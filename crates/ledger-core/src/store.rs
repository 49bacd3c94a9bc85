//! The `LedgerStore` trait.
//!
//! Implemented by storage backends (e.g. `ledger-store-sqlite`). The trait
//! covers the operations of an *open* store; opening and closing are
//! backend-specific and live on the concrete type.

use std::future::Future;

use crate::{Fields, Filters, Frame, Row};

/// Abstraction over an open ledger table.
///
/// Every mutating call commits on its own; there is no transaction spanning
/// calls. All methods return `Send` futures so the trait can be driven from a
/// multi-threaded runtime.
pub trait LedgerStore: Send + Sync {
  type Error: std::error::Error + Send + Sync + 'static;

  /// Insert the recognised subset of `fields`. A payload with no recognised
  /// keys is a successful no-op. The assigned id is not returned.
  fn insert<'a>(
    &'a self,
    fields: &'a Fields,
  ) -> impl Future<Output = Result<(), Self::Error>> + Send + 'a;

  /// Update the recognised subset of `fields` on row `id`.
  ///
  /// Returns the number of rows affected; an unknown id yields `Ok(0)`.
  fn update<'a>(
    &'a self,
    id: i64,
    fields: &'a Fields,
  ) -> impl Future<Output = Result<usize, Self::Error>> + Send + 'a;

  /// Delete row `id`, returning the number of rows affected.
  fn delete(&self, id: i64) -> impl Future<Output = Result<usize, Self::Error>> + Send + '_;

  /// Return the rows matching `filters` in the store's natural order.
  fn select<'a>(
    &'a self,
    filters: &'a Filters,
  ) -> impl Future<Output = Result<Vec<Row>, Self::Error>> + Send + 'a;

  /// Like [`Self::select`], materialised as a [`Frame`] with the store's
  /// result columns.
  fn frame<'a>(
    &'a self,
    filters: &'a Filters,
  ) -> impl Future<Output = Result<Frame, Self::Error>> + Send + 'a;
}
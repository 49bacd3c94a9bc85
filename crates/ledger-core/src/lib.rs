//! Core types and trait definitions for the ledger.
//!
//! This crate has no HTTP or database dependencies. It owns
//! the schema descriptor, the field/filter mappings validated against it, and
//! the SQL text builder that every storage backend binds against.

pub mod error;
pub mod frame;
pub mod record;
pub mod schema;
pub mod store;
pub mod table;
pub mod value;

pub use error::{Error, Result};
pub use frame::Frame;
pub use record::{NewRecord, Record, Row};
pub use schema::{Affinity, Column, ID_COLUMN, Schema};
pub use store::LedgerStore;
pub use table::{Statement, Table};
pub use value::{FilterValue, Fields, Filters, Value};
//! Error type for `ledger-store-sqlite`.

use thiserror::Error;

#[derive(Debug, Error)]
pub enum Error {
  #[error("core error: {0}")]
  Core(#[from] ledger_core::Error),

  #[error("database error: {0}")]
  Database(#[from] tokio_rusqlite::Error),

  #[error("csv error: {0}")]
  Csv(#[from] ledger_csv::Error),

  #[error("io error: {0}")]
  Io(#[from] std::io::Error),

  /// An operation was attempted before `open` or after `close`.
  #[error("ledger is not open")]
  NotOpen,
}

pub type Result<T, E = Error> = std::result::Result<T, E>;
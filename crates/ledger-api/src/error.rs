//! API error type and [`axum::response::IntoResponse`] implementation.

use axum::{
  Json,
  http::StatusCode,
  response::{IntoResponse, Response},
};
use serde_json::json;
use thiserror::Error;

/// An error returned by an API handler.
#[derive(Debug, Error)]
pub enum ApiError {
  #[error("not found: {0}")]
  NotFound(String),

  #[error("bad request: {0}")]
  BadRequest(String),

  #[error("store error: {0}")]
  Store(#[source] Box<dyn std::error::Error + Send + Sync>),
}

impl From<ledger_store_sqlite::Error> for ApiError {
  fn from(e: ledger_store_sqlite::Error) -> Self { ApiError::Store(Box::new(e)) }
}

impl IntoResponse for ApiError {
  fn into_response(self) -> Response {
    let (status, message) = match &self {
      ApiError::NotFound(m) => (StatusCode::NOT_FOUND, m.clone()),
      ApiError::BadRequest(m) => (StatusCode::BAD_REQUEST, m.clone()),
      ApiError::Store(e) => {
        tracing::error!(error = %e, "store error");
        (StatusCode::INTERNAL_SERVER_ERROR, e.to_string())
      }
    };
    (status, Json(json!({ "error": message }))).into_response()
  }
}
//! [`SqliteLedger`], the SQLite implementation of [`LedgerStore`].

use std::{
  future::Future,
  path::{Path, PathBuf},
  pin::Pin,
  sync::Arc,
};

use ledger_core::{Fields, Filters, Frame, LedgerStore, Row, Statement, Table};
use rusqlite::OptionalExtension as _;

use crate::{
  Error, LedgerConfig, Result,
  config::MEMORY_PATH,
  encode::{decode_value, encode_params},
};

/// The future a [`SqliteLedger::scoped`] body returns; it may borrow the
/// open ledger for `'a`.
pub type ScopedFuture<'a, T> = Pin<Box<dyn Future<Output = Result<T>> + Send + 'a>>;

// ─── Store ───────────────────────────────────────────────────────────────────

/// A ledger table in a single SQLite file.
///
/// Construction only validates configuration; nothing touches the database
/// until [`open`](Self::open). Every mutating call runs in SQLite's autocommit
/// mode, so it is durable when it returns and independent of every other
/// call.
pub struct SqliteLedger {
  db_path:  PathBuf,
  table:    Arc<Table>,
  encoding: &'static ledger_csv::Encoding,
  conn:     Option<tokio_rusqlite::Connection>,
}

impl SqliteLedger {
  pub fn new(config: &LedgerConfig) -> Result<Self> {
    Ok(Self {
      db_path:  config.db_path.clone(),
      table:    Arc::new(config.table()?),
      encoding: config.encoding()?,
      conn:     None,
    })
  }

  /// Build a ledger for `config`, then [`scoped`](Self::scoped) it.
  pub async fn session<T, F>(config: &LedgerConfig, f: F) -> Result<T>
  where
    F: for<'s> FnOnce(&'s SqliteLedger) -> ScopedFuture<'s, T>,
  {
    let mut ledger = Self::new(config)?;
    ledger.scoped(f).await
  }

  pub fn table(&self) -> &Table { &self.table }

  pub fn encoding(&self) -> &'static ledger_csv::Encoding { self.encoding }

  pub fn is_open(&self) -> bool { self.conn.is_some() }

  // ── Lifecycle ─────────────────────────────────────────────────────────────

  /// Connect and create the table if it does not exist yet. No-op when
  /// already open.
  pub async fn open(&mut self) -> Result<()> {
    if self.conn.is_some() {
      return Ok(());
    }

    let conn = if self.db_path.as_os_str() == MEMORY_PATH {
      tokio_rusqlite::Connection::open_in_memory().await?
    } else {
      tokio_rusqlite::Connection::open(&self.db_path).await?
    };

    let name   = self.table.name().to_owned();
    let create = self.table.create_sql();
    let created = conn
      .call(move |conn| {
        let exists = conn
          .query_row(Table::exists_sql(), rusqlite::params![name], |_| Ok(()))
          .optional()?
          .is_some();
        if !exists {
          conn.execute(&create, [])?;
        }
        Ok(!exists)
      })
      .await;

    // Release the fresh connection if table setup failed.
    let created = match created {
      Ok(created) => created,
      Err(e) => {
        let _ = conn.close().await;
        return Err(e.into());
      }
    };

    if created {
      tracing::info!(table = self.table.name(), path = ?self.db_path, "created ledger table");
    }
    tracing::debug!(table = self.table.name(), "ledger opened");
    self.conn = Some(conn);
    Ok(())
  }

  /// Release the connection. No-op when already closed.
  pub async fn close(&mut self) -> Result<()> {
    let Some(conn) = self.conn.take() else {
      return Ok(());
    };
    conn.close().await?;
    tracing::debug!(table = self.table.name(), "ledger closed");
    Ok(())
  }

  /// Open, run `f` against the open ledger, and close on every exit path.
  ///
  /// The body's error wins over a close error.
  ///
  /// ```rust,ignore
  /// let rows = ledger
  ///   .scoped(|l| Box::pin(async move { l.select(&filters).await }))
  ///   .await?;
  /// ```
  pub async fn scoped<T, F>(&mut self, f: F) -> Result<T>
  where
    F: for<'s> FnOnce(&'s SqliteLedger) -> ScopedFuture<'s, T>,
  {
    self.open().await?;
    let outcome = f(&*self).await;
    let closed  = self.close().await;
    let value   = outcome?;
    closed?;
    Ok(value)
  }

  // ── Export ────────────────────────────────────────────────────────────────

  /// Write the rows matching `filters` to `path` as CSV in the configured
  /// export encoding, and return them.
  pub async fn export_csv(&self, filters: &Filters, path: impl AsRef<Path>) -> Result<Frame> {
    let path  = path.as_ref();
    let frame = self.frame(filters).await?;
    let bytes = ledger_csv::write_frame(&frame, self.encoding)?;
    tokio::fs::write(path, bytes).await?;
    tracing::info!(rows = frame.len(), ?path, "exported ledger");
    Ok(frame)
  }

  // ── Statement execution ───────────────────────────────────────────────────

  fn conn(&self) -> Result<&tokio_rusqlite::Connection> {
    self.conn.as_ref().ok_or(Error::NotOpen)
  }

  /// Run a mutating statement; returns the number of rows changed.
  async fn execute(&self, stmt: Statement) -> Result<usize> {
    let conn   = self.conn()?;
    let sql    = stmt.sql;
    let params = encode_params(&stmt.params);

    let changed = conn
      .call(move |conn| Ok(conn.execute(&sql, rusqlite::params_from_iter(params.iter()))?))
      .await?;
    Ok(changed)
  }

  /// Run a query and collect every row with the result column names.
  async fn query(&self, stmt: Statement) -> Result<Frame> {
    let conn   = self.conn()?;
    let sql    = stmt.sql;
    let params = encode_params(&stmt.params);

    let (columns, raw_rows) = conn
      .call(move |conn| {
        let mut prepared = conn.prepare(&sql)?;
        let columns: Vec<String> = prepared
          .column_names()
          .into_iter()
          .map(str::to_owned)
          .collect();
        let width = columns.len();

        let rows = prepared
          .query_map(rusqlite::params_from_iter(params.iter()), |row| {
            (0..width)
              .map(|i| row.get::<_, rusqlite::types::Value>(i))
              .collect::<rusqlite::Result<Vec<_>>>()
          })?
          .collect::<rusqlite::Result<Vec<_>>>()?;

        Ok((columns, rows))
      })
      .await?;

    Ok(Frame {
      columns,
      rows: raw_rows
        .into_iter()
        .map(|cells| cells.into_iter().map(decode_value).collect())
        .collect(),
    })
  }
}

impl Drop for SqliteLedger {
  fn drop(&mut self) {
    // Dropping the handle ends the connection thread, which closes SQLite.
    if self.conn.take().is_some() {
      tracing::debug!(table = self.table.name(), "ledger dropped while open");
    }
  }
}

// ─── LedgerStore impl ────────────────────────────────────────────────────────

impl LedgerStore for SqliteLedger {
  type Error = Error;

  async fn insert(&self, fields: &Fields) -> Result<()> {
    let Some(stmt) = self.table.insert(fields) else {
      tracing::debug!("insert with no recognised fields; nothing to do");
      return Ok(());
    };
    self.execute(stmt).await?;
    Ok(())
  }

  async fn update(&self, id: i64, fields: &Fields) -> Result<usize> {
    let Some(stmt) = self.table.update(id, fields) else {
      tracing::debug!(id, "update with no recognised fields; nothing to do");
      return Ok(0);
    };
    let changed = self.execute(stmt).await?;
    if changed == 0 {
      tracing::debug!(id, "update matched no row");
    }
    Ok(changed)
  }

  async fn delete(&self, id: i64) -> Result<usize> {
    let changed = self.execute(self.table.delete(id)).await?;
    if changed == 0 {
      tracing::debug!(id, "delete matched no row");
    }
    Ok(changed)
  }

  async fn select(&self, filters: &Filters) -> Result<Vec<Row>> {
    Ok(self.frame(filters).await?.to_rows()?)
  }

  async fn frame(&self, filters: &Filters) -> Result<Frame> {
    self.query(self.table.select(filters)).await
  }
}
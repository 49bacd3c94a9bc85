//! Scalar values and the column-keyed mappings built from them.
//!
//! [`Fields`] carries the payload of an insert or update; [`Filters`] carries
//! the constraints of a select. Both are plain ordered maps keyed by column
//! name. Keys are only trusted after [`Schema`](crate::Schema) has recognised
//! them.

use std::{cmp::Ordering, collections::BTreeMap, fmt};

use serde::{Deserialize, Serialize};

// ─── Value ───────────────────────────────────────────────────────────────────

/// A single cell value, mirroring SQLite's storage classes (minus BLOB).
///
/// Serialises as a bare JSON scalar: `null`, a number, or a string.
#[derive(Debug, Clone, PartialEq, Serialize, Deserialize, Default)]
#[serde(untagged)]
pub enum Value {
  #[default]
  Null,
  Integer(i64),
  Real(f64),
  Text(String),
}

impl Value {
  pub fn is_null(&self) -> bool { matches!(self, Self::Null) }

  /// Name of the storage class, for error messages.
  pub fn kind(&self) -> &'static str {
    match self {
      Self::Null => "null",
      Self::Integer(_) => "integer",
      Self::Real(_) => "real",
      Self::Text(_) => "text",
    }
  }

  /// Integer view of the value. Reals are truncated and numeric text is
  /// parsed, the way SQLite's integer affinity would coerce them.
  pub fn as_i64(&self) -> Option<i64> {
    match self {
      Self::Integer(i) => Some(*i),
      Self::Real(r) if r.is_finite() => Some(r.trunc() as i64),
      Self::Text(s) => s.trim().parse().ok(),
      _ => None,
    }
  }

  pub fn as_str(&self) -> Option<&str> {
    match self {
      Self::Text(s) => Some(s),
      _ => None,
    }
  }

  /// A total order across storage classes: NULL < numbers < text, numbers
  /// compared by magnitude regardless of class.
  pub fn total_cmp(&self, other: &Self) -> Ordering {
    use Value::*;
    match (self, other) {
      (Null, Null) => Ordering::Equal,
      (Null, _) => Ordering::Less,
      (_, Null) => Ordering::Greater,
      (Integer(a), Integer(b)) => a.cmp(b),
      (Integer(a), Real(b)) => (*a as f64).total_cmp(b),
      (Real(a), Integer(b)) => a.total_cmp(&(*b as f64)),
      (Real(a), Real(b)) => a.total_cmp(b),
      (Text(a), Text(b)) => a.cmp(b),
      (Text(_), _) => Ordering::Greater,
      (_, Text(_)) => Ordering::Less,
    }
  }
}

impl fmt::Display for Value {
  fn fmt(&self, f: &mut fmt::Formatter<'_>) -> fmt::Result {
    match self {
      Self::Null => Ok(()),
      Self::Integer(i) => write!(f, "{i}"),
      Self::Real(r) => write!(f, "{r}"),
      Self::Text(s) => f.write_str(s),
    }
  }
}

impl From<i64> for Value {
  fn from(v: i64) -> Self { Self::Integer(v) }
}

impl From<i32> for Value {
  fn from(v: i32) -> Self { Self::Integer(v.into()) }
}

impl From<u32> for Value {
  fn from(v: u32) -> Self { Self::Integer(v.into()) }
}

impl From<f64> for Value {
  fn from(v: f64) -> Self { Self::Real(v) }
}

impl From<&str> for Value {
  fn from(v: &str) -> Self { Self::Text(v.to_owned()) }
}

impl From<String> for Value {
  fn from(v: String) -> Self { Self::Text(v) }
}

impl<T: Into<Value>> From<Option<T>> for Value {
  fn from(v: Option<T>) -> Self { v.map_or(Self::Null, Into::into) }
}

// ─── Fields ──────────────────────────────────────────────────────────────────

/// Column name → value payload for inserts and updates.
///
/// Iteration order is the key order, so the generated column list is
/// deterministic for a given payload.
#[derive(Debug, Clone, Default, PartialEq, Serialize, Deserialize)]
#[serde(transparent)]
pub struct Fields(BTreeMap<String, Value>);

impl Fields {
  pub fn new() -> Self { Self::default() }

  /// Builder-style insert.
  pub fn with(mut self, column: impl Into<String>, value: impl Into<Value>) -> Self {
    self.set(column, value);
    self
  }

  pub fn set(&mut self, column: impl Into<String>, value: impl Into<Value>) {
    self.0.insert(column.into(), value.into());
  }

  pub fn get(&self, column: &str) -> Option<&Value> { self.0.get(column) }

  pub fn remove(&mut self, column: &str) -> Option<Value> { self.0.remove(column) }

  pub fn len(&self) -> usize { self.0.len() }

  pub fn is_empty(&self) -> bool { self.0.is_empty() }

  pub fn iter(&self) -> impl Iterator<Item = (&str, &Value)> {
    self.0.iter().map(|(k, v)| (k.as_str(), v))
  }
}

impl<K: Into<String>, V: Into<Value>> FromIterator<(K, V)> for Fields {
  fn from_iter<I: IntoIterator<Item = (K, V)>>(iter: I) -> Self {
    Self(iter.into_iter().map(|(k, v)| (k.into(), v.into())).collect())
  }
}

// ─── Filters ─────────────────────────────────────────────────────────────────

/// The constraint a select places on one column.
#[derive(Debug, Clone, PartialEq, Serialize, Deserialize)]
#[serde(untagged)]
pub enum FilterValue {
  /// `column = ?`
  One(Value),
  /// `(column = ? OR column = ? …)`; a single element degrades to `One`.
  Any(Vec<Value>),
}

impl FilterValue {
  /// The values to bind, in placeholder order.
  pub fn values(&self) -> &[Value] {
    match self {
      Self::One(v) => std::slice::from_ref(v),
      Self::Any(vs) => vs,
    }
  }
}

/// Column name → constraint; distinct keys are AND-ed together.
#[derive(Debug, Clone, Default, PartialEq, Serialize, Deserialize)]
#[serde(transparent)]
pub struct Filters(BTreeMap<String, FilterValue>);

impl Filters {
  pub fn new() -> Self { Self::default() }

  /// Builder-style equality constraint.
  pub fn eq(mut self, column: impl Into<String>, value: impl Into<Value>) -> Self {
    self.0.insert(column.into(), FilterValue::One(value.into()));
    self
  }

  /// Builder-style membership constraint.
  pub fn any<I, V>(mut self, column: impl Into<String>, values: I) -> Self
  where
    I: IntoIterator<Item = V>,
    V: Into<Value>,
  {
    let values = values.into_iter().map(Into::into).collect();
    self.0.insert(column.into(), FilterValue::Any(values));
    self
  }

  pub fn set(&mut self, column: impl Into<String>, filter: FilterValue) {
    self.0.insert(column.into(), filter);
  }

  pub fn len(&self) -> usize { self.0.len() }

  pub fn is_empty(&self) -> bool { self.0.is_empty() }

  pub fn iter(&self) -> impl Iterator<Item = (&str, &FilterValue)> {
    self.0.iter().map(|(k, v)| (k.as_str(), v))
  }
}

•••••

◆ Your task
Search the entries for the word "already". Copy every line where it occurs.

◆ Response
  /// already open.
  /// Release the connection. No-op when already closed.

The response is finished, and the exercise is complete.